7 This appeal originally called before the Upper Tier on 28 July 2015. That hearing was adjourned to a for mention hearing because the decision in the case of Amirteymour & others (EEA appeals; Human Rights) [2015] UKUT 00466 was awaited which, it was thought, might be determinative of this appeal. When this case called before me for mention on 17 September 2015, the appellant was neither present nor represented. The case file contains a letter dated 16 September 2015 from the appellant's solicitors (Kingscourt Solicitors) stating "Kindly note that our client will not attend the mentioning hearing scheduled for Thursday 17 September 2015?at 10am". By letter dated 16 September 2015, the appellant's solicitors wrote saying that they would not attend the hearing on 17 September and went on to say "In our appeal hearing to the Upper Tribunal we wish to rely on the skeleton argument and witness statement used in the hearing of the First Tier Tribunal. We will also mention the decision of the President of the Upper Tribunal, the Honourable Mr Justice McCloskey dated 23 July 2015".

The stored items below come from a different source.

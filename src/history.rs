//! Command history with bounded recall.
//!
//! The log is append-only for the lifetime of a session; the recall index
//! walks over it without ever stepping before the first entry or past the
//! end of the list.

/// Ordered log of entered command lines plus a recall cursor.
#[derive(Debug, Default)]
pub struct History {
    entries: Vec<String>,
    index: usize,
}

impl History {
    pub fn new() -> Self {
        Self::default()
    }

    /// Append a line verbatim and reset the recall cursor past the end.
    pub fn push(&mut self, line: &str) {
        self.entries.push(line.to_string());
        self.index = self.entries.len();
    }

    /// Step back one entry. Returns `None` when already at the oldest
    /// entry (the input stays unchanged).
    pub fn previous(&mut self) -> Option<&str> {
        if self.index > 0 {
            self.index -= 1;
            Some(&self.entries[self.index])
        } else {
            None
        }
    }

    /// Step forward one entry. Stepping past the newest entry yields an
    /// empty line once; further steps return `None`.
    pub fn next(&mut self) -> Option<&str> {
        if self.index + 1 < self.entries.len() {
            self.index += 1;
            Some(&self.entries[self.index])
        } else if self.index + 1 == self.entries.len() {
            self.index = self.entries.len();
            Some("")
        } else {
            None
        }
    }

    pub fn len(&self) -> usize {
        self.entries.len()
    }

    pub fn is_empty(&self) -> bool {
        self.entries.is_empty()
    }
}
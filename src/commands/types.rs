// src/commands/types.rs
use async_trait::async_trait;
use std::sync::Arc;

use crate::fs::MemFs;

/// Command execution result
#[derive(Debug, Clone)]
pub struct CommandResult {
    pub stdout: String,
    pub stderr: String,
    pub exit_code: i32,
}

impl CommandResult {
    pub fn success(stdout: String) -> Self {
        Self {
            stdout,
            stderr: String::new(),
            exit_code: 0,
        }
    }

    pub fn error(stderr: String) -> Self {
        Self {
            stdout: String::new(),
            stderr,
            exit_code: 1,
        }
    }
}

/// Command execution context
pub struct CommandContext {
    pub args: Vec<String>,
    pub cwd: String,
    pub fs: Arc<MemFs>,
}

/// Command trait
#[async_trait]
pub trait Command: Send + Sync {
    fn name(&self) -> &'static str;
    async fn execute(&self, ctx: CommandContext) -> CommandResult;
}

8. Neither the appellant nor her representative was present. I am satisfied that due notice of the appeal was served on the appellant and her solicitors. I am satisfied that both the appellant and her solicitors made a conscious decision not to attend the hearing. I consider Paragraph 38 of the Tribunal Procedure (Upper Tribunal) Rules 2008. It is in the interests of justice to proceed with consideration of this appeal in the appellant's absence.

9 I heard submissions from Mr Jarvis, senior Home Office presenting officer, who quite simply relied on the case of Amirteymour and invited me to allow the judge's decision to dismiss the application in terms of the Immigration (EEA) Regulations 2006 to stand, but to find that the judge could not go further than consideration of the 2006 Regulations, and so to set aside the decision to allow the appeal on Article 8 ECHR.


Analysis

10. In Amirteymour and others (EEA appeals; human rights) [2015] UKUT 00466 it was held that where no notice under section 120 of the 2002 Act has been served and where no EEA decision to remove has been made, an appellant cannot bring a Human Rights challenge to removal in an appeal under the EEA Regulations. Neither the factual matrix nor the reasoning in JM (Liberia) [2006] EWCA Civ 1402 has any application to appeals of this nature.

11 The respondent's decision of 16 July 2014 refused the appellant's application by reference to the 2006 Regulations alone. No section 120 notice was served on the appellant and there are no removal directions.

12 The judge's decision that the appellant cannot fulfil the requirements of the Immigration (EEA) Regulations 2006 remains unchallenged. The appellant has not appealed the decision promulgated on 20 March 2015. The only challenge in this case is to the consideration of Article 8 ECHR. Having considered the decision as a whole, I find that there are no material errors of law contained in [2] to [8] of the determination and that the judge's decision to dismiss the appeal under the Immigration (EEA) Regulations 2006 does not disclose a material error in law and must stand.

13 However, I find that the judge's consideration of Article 8 ECHR constitutes a clear material error in law. In the last sentence of [1] of the decision promulgated on 20 March 2015, the judge incorrectly refers to the appellant's "?rights of private and family life". From [9] to [12], the judge embarks on an exercise considering the appellant's rights in terms of Article 8 ECHR. It is beyond dispute that there is neither a Section 120 notice nor removal directions in this case. The case of Amirteymour makes is quite clear that Article 8 ECHR was not a consideration in this case and was not a matter which could competently be considered by the judge.

Conclusion

14 I therefore find that the determination contains a material error of law and must be set aside.

Decision

15 The decision promulgated on 20 March 2015 is tainted by a material error of law in regard to the consideration of Article 8 ECHR and must be set aside.

16 I consider the case of new and substitute the following decision.

17 The appeal is dismissed under the Immigration (EEA) Regulations 2006.